▸ Goal of the exercise: Word for word, restate every line of the listing that follows.

▸ Source material:
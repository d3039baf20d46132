//! Interactive prompts for the trip form and the settings editor.

use dialoguer::{Confirm, Input, MultiSelect, Password, Select, theme::ColorfulTheme};

use crate::error::ServiceResult;
use crate::settings::Settings;
use crate::types::{
    INTEREST_OPTIONS, MAX_DAYS, MIN_DAYS, PlanRequest, TravelStyle, Travelers,
};

/// Asks for every field of a trip request. `seed` pre-fills the answers.
pub fn prompt_request(seed: Option<&PlanRequest>) -> ServiceResult<PlanRequest> {
    let theme = ColorfulTheme::default();
    let seed = seed.cloned().unwrap_or_else(|| PlanRequest::new(""));

    let destination: String = Input::with_theme(&theme)
        .with_prompt("Destination")
        .with_initial_text(seed.destination.clone())
        .validate_with(|input: &String| -> Result<(), &str> {
            if input.trim().is_empty() {
                Err("Enter a destination")
            } else {
                Ok(())
            }
        })
        .interact_text()?;

    let days: u8 = Input::with_theme(&theme)
        .with_prompt(format!("Days ({MIN_DAYS}-{MAX_DAYS})"))
        .default(seed.days)
        .validate_with(|days: &u8| -> Result<(), String> {
            if (MIN_DAYS..=MAX_DAYS).contains(days) {
                Ok(())
            } else {
                Err(format!("Pick between {MIN_DAYS} and {MAX_DAYS} days"))
            }
        })
        .interact_text()?;

    let labels: Vec<&str> = Travelers::ALL.iter().map(Travelers::label).collect();
    let travelers = Travelers::ALL[Select::with_theme(&theme)
        .with_prompt("Who is travelling")
        .items(&labels[..])
        .default(Travelers::ALL.iter().position(|t| *t == seed.travelers).unwrap_or(0))
        .interact()?];

    let labels: Vec<&str> = TravelStyle::ALL.iter().map(TravelStyle::label).collect();
    let style = TravelStyle::ALL[Select::with_theme(&theme)
        .with_prompt("Travel style")
        .items(&labels[..])
        .default(TravelStyle::ALL.iter().position(|s| *s == seed.style).unwrap_or(0))
        .interact()?];

    let checked: Vec<bool> = INTEREST_OPTIONS
        .iter()
        .map(|option| seed.interests.iter().any(|i| i == option))
        .collect();
    let picked = MultiSelect::with_theme(&theme)
        .with_prompt("Interests (space to toggle)")
        .items(&INTEREST_OPTIONS[..])
        .defaults(&checked)
        .interact()?;

    Ok(PlanRequest::new(destination.trim())
        .with_days(days)
        .with_travelers(travelers)
        .with_style(style)
        .with_interests(picked.into_iter().map(|i| INTEREST_OPTIONS[i])))
}

/// Walks through the stored settings and returns the edited copy.
pub fn edit_settings(current: &Settings) -> ServiceResult<Settings> {
    let theme = ColorfulTheme::default();
    let mut settings = current.clone();

    let replace_key = !settings.has_api_key()
        || Confirm::with_theme(&theme)
            .with_prompt("An API key is stored. Replace it?")
            .default(false)
            .interact()?;
    if replace_key {
        let key = Password::with_theme(&theme)
            .with_prompt("Gemini API key (empty to leave unset)")
            .allow_empty_password(true)
            .interact()?;
        settings.api_key = Some(key).filter(|k| !k.trim().is_empty());
    }

    settings.model = Input::with_theme(&theme)
        .with_prompt("Model")
        .default(settings.model.clone())
        .interact_text()?;
    settings.vehicle = Input::with_theme(&theme)
        .with_prompt("Vehicle")
        .default(settings.vehicle.clone())
        .interact_text()?;

    let location: String = Input::with_theme(&theme)
        .with_prompt("Location hint as <lat>,<lng> (empty for none)")
        .with_initial_text(settings.location.clone().unwrap_or_default())
        .allow_empty(true)
        .validate_with(|input: &String| -> Result<(), String> {
            if input.trim().is_empty() {
                return Ok(());
            }
            input
                .trim()
                .parse::<crate::types::LatLng>()
                .map(|_| ())
                .map_err(|e| e.to_string())
        })
        .interact_text()?;
    settings.location = Some(location.trim().to_string()).filter(|l| !l.is_empty());

    settings.share_base_url = Input::with_theme(&theme)
        .with_prompt("Share link base URL")
        .default(settings.share_base_url.clone())
        .interact_text()?;

    Ok(settings)
}

/// Yes/no question, defaulting to no.
pub fn confirm(prompt: &str) -> ServiceResult<bool> {
    Ok(Confirm::with_theme(&ColorfulTheme::default())
        .with_prompt(prompt)
        .default(false)
        .interact()?)
}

▸ Exercise answer:
repository d3039baf20d46132
//! Interactive prompts for the trip form and the settings editor.

use dialoguer::{Confirm, Input, MultiSelect, Password, Select, theme::ColorfulTheme};

use crate::error::ServiceResult;
use crate::settings::Settings;
use crate::types::{
    INTEREST_OPTIONS, MAX_DAYS, MIN_DAYS, PlanRequest, TravelStyle, Travelers,
};

/// Asks for every field of a trip request. `seed` pre-fills the answers.
pub fn prompt_request(seed: Option<&PlanRequest>) -> ServiceResult<PlanRequest> {
    let theme = ColorfulTheme::default();
    let seed = seed.cloned().unwrap_or_else(|| PlanRequest::new(""));

    let destination: String = Input::with_theme(&theme)
        .with_prompt("Destination")
        .with_initial_text(seed.destination.clone())
        .validate_with(|input: &String| -> Result<(), &str> {
            if input.trim().is_empty() {
                Err("Enter a destination")
            } else {
                Ok(())
            }
        })
        .interact_text()?;

    let days: u8 = Input::with_theme(&theme)
        .with_prompt(format!("Days ({MIN_DAYS}-{MAX_DAYS})"))
        .default(seed.days)
        .validate_with(|days: &u8| -> Result<(), String> {
            if (MIN_DAYS..=MAX_DAYS).contains(days) {
                Ok(())
            } else {
                Err(format!("Pick between {MIN_DAYS} and {MAX_DAYS} days"))
            }
        })
        .interact_text()?;

    let labels: Vec<&str> = Travelers::ALL.iter().map(Travelers::label).collect();
    let travelers = Travelers::ALL[Select::with_theme(&theme)
        .with_prompt("Who is travelling")
        .items(&labels[..])
        .default(Travelers::ALL.iter().position(|t| *t == seed.travelers).unwrap_or(0))
        .interact()?];

    let labels: Vec<&str> = TravelStyle::ALL.iter().map(TravelStyle::label).collect();
    let style = TravelStyle::ALL[Select::with_theme(&theme)
        .with_prompt("Travel style")
        .items(&labels[..])
        .default(TravelStyle::ALL.iter().position(|s| *s == seed.style).unwrap_or(0))
        .interact()?];

    let checked: Vec<bool> = INTEREST_OPTIONS
        .iter()
        .map(|option| seed.interests.iter().any(|i| i == option))
        .collect();
    let picked = MultiSelect::with_theme(&theme)
        .with_prompt("Interests (space to toggle)")
        .items(&INTEREST_OPTIONS[..])
        .defaults(&checked)
        .interact()?;

    Ok(PlanRequest::new(destination.trim())
        .with_days(days)
        .with_travelers(travelers)
        .with_style(style)
        .with_interests(picked.into_iter().map(|i| INTEREST_OPTIONS[i])))
}

/// Walks through the stored settings and returns the edited copy.
pub fn edit_settings(current: &Settings) -> ServiceResult<Settings> {
    let theme = ColorfulTheme::default();
    let mut settings = current.clone();

    let replace_key = !settings.has_api_key()
        || Confirm::with_theme(&theme)
            .with_prompt("An API key is stored. Replace it?")
            .default(false)
            .interact()?;
    if replace_key {
        let key = Password::with_theme(&theme)
            .with_prompt("Gemini API key (empty to leave unset)")
            .allow_empty_password(true)
            .interact()?;
        settings.api_key = Some(key).filter(|k| !k.trim().is_empty());
    }

    settings.model = Input::with_theme(&theme)
        .with_prompt("Model")
        .default(settings.model.clone())
        .interact_text()?;
    settings.vehicle = Input::with_theme(&theme)
        .with_prompt("Vehicle")
        .default(settings.vehicle.clone())
        .interact_text()?;

    let location: String = Input::with_theme(&theme)
        .with_prompt("Location hint as <lat>,<lng> (empty for none)")
        .with_initial_text(settings.location.clone().unwrap_or_default())
        .allow_empty(true)
        .validate_with(|input: &String| -> Result<(), String> {
            if input.trim().is_empty() {
                return Ok(());
            }
            input
                .trim()
                .parse::<crate::types::LatLng>()
                .map(|_| ())
                .map_err(|e| e.to_string())
        })
        .interact_text()?;
    settings.location = Some(location.trim().to_string()).filter(|l| !l.is_empty());

    settings.share_base_url = Input::with_theme(&theme)
        .with_prompt("Share link base URL")
        .default(settings.share_base_url.clone())
        .interact_text()?;

    Ok(settings)
}

/// Yes/no question, defaulting to no.
pub fn confirm(prompt: &str) -> ServiceResult<bool> {
    Ok(Confirm::with_theme(&ColorfulTheme::default())
        .with_prompt(prompt)
        .default(false)
        .interact()?)
}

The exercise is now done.